==== Data for this exercise ====

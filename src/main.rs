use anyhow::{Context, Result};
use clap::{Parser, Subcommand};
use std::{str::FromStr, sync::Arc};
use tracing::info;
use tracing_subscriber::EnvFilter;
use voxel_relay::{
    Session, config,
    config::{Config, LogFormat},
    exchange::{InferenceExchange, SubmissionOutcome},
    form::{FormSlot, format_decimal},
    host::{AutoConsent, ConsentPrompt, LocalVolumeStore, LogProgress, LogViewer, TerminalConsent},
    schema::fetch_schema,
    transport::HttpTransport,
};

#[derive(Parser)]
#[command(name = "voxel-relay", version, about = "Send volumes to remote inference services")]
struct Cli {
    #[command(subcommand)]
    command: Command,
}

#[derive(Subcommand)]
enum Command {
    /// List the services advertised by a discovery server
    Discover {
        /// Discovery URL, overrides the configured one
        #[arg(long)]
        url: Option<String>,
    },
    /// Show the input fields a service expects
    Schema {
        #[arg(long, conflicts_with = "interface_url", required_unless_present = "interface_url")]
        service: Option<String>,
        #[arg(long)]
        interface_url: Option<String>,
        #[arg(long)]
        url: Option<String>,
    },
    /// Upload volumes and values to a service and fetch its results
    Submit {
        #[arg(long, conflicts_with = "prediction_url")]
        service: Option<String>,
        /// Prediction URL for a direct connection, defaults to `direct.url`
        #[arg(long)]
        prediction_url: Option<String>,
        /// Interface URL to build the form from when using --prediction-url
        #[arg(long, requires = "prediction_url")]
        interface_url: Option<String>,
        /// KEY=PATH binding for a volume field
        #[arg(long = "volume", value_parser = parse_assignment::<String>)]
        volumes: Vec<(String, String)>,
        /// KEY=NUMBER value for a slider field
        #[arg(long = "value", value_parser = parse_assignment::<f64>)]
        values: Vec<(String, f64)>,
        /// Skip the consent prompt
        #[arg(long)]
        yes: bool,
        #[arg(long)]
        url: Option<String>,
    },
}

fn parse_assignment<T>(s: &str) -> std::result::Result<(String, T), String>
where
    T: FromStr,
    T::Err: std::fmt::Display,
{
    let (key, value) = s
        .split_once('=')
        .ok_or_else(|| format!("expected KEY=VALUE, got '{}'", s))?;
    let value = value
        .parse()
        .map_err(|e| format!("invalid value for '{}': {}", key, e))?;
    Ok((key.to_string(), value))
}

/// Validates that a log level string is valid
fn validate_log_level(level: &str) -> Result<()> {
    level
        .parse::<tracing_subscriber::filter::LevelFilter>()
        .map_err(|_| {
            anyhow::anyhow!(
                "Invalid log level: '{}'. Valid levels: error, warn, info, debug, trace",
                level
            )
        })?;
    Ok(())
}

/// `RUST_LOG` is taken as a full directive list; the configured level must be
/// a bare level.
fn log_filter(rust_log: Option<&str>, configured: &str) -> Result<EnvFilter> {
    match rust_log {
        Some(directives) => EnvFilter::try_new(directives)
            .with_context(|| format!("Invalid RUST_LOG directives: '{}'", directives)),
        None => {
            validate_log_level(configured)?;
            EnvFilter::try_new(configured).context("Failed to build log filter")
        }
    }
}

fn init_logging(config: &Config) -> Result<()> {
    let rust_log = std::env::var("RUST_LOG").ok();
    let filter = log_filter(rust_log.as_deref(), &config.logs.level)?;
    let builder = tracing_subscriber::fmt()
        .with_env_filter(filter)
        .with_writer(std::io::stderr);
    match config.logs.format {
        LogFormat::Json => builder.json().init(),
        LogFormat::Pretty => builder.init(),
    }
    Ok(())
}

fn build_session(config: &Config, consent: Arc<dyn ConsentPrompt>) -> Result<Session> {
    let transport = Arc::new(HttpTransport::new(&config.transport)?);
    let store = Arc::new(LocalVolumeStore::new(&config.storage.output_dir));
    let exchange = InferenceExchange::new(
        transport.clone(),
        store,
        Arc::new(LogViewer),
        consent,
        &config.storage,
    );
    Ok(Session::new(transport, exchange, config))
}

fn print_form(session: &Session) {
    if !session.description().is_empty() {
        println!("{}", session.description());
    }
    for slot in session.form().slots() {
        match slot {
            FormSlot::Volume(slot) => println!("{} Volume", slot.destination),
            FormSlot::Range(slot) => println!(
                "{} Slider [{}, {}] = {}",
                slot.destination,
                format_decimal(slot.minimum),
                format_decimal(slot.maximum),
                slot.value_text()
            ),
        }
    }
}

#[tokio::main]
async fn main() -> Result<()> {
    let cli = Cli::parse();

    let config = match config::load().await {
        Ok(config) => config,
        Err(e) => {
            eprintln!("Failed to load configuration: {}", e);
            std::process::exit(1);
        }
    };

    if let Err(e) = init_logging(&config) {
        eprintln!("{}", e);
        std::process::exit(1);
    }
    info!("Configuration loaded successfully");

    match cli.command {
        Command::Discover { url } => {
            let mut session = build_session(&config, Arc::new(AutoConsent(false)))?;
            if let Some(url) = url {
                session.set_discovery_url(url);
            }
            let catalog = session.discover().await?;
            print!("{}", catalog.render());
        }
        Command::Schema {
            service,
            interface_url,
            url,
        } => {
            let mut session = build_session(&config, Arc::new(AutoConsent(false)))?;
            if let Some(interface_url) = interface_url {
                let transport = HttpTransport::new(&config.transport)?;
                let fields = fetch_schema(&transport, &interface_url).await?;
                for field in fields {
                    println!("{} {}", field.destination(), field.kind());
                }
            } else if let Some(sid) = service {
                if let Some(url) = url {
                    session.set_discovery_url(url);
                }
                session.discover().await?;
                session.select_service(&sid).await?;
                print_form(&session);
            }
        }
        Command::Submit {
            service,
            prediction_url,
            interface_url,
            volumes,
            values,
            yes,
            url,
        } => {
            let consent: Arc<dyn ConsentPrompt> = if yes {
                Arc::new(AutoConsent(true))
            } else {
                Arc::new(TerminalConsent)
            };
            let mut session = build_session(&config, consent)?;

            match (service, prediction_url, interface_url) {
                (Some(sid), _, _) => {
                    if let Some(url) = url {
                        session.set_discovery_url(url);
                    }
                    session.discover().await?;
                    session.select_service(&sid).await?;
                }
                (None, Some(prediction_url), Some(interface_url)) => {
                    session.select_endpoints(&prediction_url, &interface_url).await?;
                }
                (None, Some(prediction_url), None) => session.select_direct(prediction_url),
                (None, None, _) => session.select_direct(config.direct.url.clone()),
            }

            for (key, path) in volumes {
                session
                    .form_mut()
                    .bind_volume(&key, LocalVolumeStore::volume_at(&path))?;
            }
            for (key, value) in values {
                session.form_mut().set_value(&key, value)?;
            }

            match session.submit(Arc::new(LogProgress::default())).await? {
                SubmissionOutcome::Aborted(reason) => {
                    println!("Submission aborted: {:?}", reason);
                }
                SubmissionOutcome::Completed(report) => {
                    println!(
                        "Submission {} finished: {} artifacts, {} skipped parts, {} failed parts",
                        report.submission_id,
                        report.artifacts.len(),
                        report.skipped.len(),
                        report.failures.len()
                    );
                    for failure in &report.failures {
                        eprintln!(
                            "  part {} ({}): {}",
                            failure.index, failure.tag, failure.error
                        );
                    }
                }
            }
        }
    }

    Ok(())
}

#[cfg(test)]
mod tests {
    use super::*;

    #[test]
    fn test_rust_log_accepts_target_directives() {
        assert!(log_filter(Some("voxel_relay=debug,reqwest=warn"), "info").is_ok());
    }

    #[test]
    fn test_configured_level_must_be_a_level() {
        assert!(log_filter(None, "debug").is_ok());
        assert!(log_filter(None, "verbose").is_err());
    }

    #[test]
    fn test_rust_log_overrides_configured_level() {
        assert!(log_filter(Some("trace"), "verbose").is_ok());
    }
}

====
==== Data for this exercise ====

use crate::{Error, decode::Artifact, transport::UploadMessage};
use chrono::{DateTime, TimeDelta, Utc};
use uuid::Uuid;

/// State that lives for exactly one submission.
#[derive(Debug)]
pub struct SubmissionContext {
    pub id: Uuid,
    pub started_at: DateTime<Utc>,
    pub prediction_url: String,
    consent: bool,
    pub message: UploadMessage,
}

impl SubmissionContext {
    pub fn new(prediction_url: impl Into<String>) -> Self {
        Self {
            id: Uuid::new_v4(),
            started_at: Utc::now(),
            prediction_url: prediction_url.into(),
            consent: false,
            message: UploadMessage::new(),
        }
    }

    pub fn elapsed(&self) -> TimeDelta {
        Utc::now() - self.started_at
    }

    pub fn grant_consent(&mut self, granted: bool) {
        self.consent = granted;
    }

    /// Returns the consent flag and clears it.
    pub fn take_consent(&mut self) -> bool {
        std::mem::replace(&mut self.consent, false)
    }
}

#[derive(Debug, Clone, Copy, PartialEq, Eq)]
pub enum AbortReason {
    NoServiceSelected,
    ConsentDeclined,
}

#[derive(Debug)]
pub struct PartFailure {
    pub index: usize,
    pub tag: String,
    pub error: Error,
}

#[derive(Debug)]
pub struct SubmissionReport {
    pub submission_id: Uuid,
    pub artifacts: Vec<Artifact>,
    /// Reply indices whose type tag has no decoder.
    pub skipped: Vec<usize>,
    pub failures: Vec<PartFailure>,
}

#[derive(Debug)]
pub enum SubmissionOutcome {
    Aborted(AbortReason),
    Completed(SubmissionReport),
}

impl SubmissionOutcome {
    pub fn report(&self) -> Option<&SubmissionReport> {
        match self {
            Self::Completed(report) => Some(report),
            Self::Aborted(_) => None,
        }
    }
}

====

Instructions to follow -
For each line above that includes "FormSlot", make a copy.

Solution to the exercise -
    form::{FormSlot, format_decimal},
            FormSlot::Volume(slot) => println!("{} Volume", slot.destination),
            FormSlot::Range(slot) => println!(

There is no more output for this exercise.